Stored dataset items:
----

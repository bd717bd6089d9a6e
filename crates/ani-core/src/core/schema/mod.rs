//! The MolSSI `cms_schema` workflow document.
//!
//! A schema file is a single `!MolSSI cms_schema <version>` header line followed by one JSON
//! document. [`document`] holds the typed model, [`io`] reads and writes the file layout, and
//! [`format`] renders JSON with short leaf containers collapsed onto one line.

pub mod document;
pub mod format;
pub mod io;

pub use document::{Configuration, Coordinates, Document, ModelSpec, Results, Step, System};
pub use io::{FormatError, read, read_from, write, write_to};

----

Each entry must be output exactly as it was written.

repository bd717bd6089d9a6e
filename crates/ani-core/src/core/schema/mod.rs
//! The MolSSI `cms_schema` workflow document.
//!
//! A schema file is a single `!MolSSI cms_schema <version>` header line followed by one JSON
//! document. [`document`] holds the typed model, [`io`] reads and writes the file layout, and
//! [`format`] renders JSON with short leaf containers collapsed onto one line.

pub mod document;
pub mod format;
pub mod io;

pub use document::{Configuration, Coordinates, Document, ModelSpec, Results, Step, System};
pub use io::{FormatError, read, read_from, write, write_to};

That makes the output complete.